Work required » From the records below, print exactly the lines starting at the one containing "staging half into" and ending at the one containing "channel.staging.half(index).drain_to_backend(samples);", ends included, and nothing else.
[Available data — start]
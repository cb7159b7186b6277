//! The dual-thread realtime handoff: backend cycle callback ↔ guest cycle
//! thread. This is the hardest part of the design (spec §4.E, §5) — get
//! this wrong and either thread can race the other's half of a channel's
//! staging, or block somewhere it must not.
//!
//! The synchronization primitive is a hand-rolled counting semaphore over
//! `Mutex<u32>` + `Condvar`, not `tokio::sync::Semaphore`: there is no
//! executor here, the hot path must not allocate, and a condvar wait is
//! the only blocking operation either realtime thread is allowed to
//! perform.

use std::sync::atomic::{AtomicBool, AtomicU8, AtomicU64, Ordering};
use std::sync::{Condvar, Mutex};

use crate::channel::ChannelSet;
use crate::time::TimeInfo;

/// A counting semaphore built from `Mutex<u32>` + `Condvar`. No allocation
/// on `post`/`wait` once constructed — the two operations this design
/// needs on its hot path.
pub struct Semaphore {
    count: Mutex<u32>,
    cvar: Condvar,
}

impl Semaphore {
    /// A semaphore starting at `initial`.
    pub fn new(initial: u32) -> Self {
        Semaphore {
            count: Mutex::new(initial),
            cvar: Condvar::new(),
        }
    }

    /// Increments the count and wakes one waiter.
    pub fn post(&self) {
        let mut count = self.count.lock().unwrap_or_else(|e| e.into_inner());
        *count += 1;
        self.cvar.notify_one();
    }

    /// Blocks until the count is positive, then decrements it. There is
    /// no timeout: spec §4.E is explicit that a misbehaving guest callback
    /// is not the rendezvous's problem to recover from.
    pub fn wait(&self) {
        let mut count = self.count.lock().unwrap_or_else(|e| e.into_inner());
        while *count == 0 {
            count = self.cvar.wait(count).unwrap_or_else(|e| e.into_inner());
        }
        *count -= 1;
    }
}

/// What the guest callback is told about the cycle it is about to render.
#[derive(Debug, Clone, Copy)]
pub struct CycleContext {
    /// Which half of every channel's staging the guest should touch this
    /// cycle.
    pub buffer_index: u8,
    /// Set only for the one inline priming cycle `start` runs before any
    /// real backend cycle.
    pub is_priming: bool,
    /// Present when `time_info_mode` is set; `None` means the guest's
    /// plain callback form applies.
    pub time_info: Option<TimeInfo>,
}

/// The shared state two realtime threads rendezvous over: the paired
/// semaphores, the buffer-index selector, the position/timestamp counters
/// and the termination flag. Exactly one instance exists per `Running`
/// driver (constructed at `create_buffers`, destroyed at `dispose_buffers`
/// or drop).
pub struct RendezvousCore {
    sem1: Semaphore,
    sem2: Semaphore,
    buffer_index: AtomicU8,
    sample_position: AtomicU64,
    time_stamp: AtomicU64,
    terminate: AtomicBool,
    guest_thread_started: Semaphore,
    guest_thread_stopped: Semaphore,
    running: AtomicBool,
}

impl RendezvousCore {
    /// A fresh core with both semaphores at zero, `buffer_index` at 0, and
    /// `running` false (the guest thread parks on `sem1` until `start`).
    pub fn new() -> Self {
        RendezvousCore {
            sem1: Semaphore::new(0),
            sem2: Semaphore::new(0),
            buffer_index: AtomicU8::new(0),
            sample_position: AtomicU64::new(0),
            time_stamp: AtomicU64::new(0),
            terminate: AtomicBool::new(false),
            guest_thread_started: Semaphore::new(0),
            guest_thread_stopped: Semaphore::new(0),
            running: AtomicBool::new(false),
        }
    }

    /// The half of staging currently assigned to the cycle in flight.
    pub fn buffer_index(&self) -> u8 {
        self.buffer_index.load(Ordering::Acquire)
    }

    /// Frames delivered since the last `start_cycles` (invariant 6).
    pub fn sample_position(&self) -> u64 {
        self.sample_position.load(Ordering::Acquire)
    }

    /// Wall-clock nanoseconds stamped at the start of the current cycle.
    pub fn time_stamp(&self) -> u64 {
        self.time_stamp.load(Ordering::Acquire)
    }

    /// Whether cycles are being serviced (backend client activated and
    /// `start` has run).
    pub fn is_running(&self) -> bool {
        self.running.load(Ordering::Acquire)
    }

    /// Resets `sample_position` to zero and `buffer_index` to 0, then
    /// marks the core running. Called by `start`, before priming (spec
    /// §4.E "Priming").
    pub fn reset_for_start(&self) {
        self.sample_position.store(0, Ordering::Release);
        self.buffer_index.store(0, Ordering::Release);
        self.running.store(true, Ordering::Release);
    }

    /// Marks the core stopped: subsequent backend cycles must emit
    /// silence rather than rendezvous (spec §4.F `stop`).
    pub fn mark_stopped(&self) {
        self.running.store(false, Ordering::Release);
    }

    /// **Backend realtime thread.** Runs one cycle's rendezvous: stamps
    /// position/time, posts `sem1`, waits on `sem2`, flips `buffer_index`.
    /// The caller (the process callback trampoline) is responsible for
    /// steps 2 and 6 of spec §4.E — converting samples in and out of
    /// staging before/after calling this — since those need access to the
    /// per-channel staging this type doesn't own.
    ///
    /// Returns the buffer index the guest callback (if any) used, so the
    /// caller knows which half to drain for output.
    pub fn run_backend_cycle(&self, n_frames: u32, now_ns: u64) -> u8 {
        let index = self.buffer_index();
        self.sample_position.fetch_add(n_frames as u64, Ordering::AcqRel);
        self.time_stamp.store(now_ns, Ordering::Release);

        self.sem1.post();
        self.sem2.wait();

        self.buffer_index.store(index ^ 1, Ordering::Release);
        index
    }

    /// **Guest thread.** One iteration of the loop described in spec
    /// §4.E: wait on `sem1`; if `terminate`, signal stopped and return
    /// `None`; else build the `CycleContext` for this cycle and return it
    /// (the caller invokes the actual guest callback), then post `sem2`.
    ///
    /// `build_time_info` is only invoked when the core is running and
    /// `time_info_mode` applies — it's a closure so the guest-thread loop
    /// doesn't need to know about sample rates or transport state itself.
    pub fn guest_cycle(&self, time_info_mode: bool, build_time_info: impl FnOnce() -> TimeInfo) -> Option<CycleContext> {
        self.sem1.wait();

        if self.terminate.load(Ordering::Acquire) {
            self.guest_thread_stopped.post();
            return None;
        }

        if !self.is_running() {
            self.sem2.post();
            return Some(CycleContext { buffer_index: self.buffer_index(), is_priming: false, time_info: None });
        }

        let context = CycleContext {
            buffer_index: self.buffer_index(),
            is_priming: false,
            time_info: time_info_mode.then(build_time_info),
        };
        Some(context)
    }

    /// Call after the guest callback body has produced its outputs for
    /// this cycle, to release the backend thread waiting in
    /// `run_backend_cycle`.
    pub fn guest_cycle_done(&self) {
        self.sem2.post();
    }

    /// **Priming cycle** (spec §4.E "Priming"): runs inline on the
    /// control-plane thread that called `start`, *before* any backend
    /// cycle has occurred. Zeroes staging is the caller's job (it owns
    /// the `ChannelSet`); this just builds the priming context, invokes
    /// `on_cycle`, and flips `buffer_index`.
    pub fn run_priming_cycle(&self, on_cycle: impl FnOnce(CycleContext)) {
        let context = CycleContext { buffer_index: self.buffer_index(), is_priming: true, time_info: None };
        on_cycle(context);
        self.buffer_index.fetch_xor(1, Ordering::AcqRel);
    }

    /// Signals the guest thread to exit: sets `terminate`, posts `sem1`
    /// once to unblock it, then waits for `guest_thread_stopped`. Safe to
    /// call even if the guest thread already saw `running == false` and
    /// is parked on `sem1` from a prior no-op cycle.
    pub fn shutdown_guest_thread(&self) {
        self.terminate.store(true, Ordering::Release);
        self.sem1.post();
        self.guest_thread_stopped.wait();
    }

    /// Called once by the guest thread after it has entered its loop, so
    /// `open` can block until the thread is actually ready to receive
    /// `sem1` posts.
    pub fn signal_guest_thread_started(&self) {
        self.guest_thread_started.post();
    }

    /// Blocks until [`signal_guest_thread_started`](Self::signal_guest_thread_started)
    /// has been called.
    pub fn wait_guest_thread_started(&self) {
        self.guest_thread_started.wait();
    }
}

impl Default for RendezvousCore {
    fn default() -> Self {
        RendezvousCore::new()
    }
}

/// Copies `n` active input channels from backend-provided buffers into
/// their staging half, applying the sample converter — spec §4.E step 2.
/// `inputs` must be exactly `channels.inputs.len()` long, each entry
/// either `None` (inactive/unmapped channel, skipped) or `Some(slice of n
/// backend floats)`.
///
/// # Safety
/// Must only be called from the backend realtime thread, for the half
/// `index` that thread currently owns (i.e. immediately before
/// `RendezvousCore::run_backend_cycle`'s `sem1` post).
pub unsafe fn stage_inputs(channels: &ChannelSet, index: u8, inputs: &[Option<&[f32]>]) {
    for (channel, samples) in channels.inputs.iter().zip(inputs) {
        if !channel.active {
            continue;
        }
        if let Some(samples) = samples {
            channel.staging.half_mut(index).fill_from_backend(samples);
        }
    }
}

/// Copies `n` active output channels from their staging half into
/// backend-provided buffers, applying the reverse converter — spec §4.E
/// step 6. Buffers for inactive/unmapped channels are left untouched
/// (callers should have zeroed them already if that matters).
///
/// # Safety
/// Must only be called from the backend realtime thread, for the half
/// `index` that thread currently owns (i.e. immediately after
/// `RendezvousCore::run_backend_cycle` returns).
pub unsafe fn drain_outputs(channels: &ChannelSet, index: u8, outputs: &mut [Option<&mut [f32]>]) {
    for (channel, samples) in channels.outputs.iter().zip(outputs.iter_mut()) {
        if !channel.active {
            continue;
        }
        if let Some(samples) = samples {
            channel.staging.half(index).drain_to_backend(samples);
        }
    }
}

#[cfg(test)]
mod tests {
    use super::*;
    use std::sync::Arc;
    use std::thread;

    #[test]
    fn semaphore_wait_blocks_until_post() {
        let sem = Arc::new(Semaphore::new(0));
        let waiter = sem.clone();
        let handle = thread::spawn(move || waiter.wait());
        thread::sleep(std::time::Duration::from_millis(20));
        sem.post();
        handle.join().unwrap();
    }

    #[test]
    fn backend_cycle_round_trips_with_guest_thread() {
        let core = Arc::new(RendezvousCore::new());
        core.reset_for_start();

        let guest_core = core.clone();
        let guest = thread::spawn(move || {
            guest_core.signal_guest_thread_started();
            loop {
                match guest_core.guest_cycle(false, || unreachable!()) {
                    Some(_ctx) => guest_core.guest_cycle_done(),
                    None => break,
                }
            }
        });

        core.wait_guest_thread_started();
        for _ in 0..5 {
            core.run_backend_cycle(128, 0);
        }
        assert_eq!(core.sample_position(), 5 * 128);

        core.shutdown_guest_thread();
        guest.join().unwrap();
    }

    #[test]
    fn buffer_index_flips_every_cycle() {
        let core = Arc::new(RendezvousCore::new());
        core.reset_for_start();
        let responder = core.clone();
        let handle = thread::spawn(move || {
            responder.sem1.wait();
            responder.sem2.post();
        });
        let first = core.run_backend_cycle(64, 0);
        handle.join().unwrap();
        assert_eq!(first, 0);
        assert_eq!(core.buffer_index(), 1);
    }

    #[test]
    fn priming_cycle_flips_index_and_marks_priming() {
        let core = RendezvousCore::new();
        let mut observed = None;
        core.run_priming_cycle(|ctx| observed = Some(ctx));
        let ctx = observed.unwrap();
        assert!(ctx.is_priming);
        assert_eq!(ctx.buffer_index, 0);
        assert_eq!(core.buffer_index(), 1);
    }
}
[Available data — finish]
Answer to this problem »
/// Copies `n` active output channels from their staging half into
/// backend-provided buffers, applying the reverse converter — spec §4.E
/// step 6. Buffers for inactive/unmapped channels are left untouched
/// (callers should have zeroed them already if that matters).
///
/// # Safety
/// Must only be called from the backend realtime thread, for the half
/// `index` that thread currently owns (i.e. immediately after
/// `RendezvousCore::run_backend_cycle` returns).
pub unsafe fn drain_outputs(channels: &ChannelSet, index: u8, outputs: &mut [Option<&mut [f32]>]) {
    for (channel, samples) in channels.outputs.iter().zip(outputs.iter_mut()) {
        if !channel.active {
            continue;
        }
        if let Some(samples) = samples {
            channel.staging.half(index).drain_to_backend(samples);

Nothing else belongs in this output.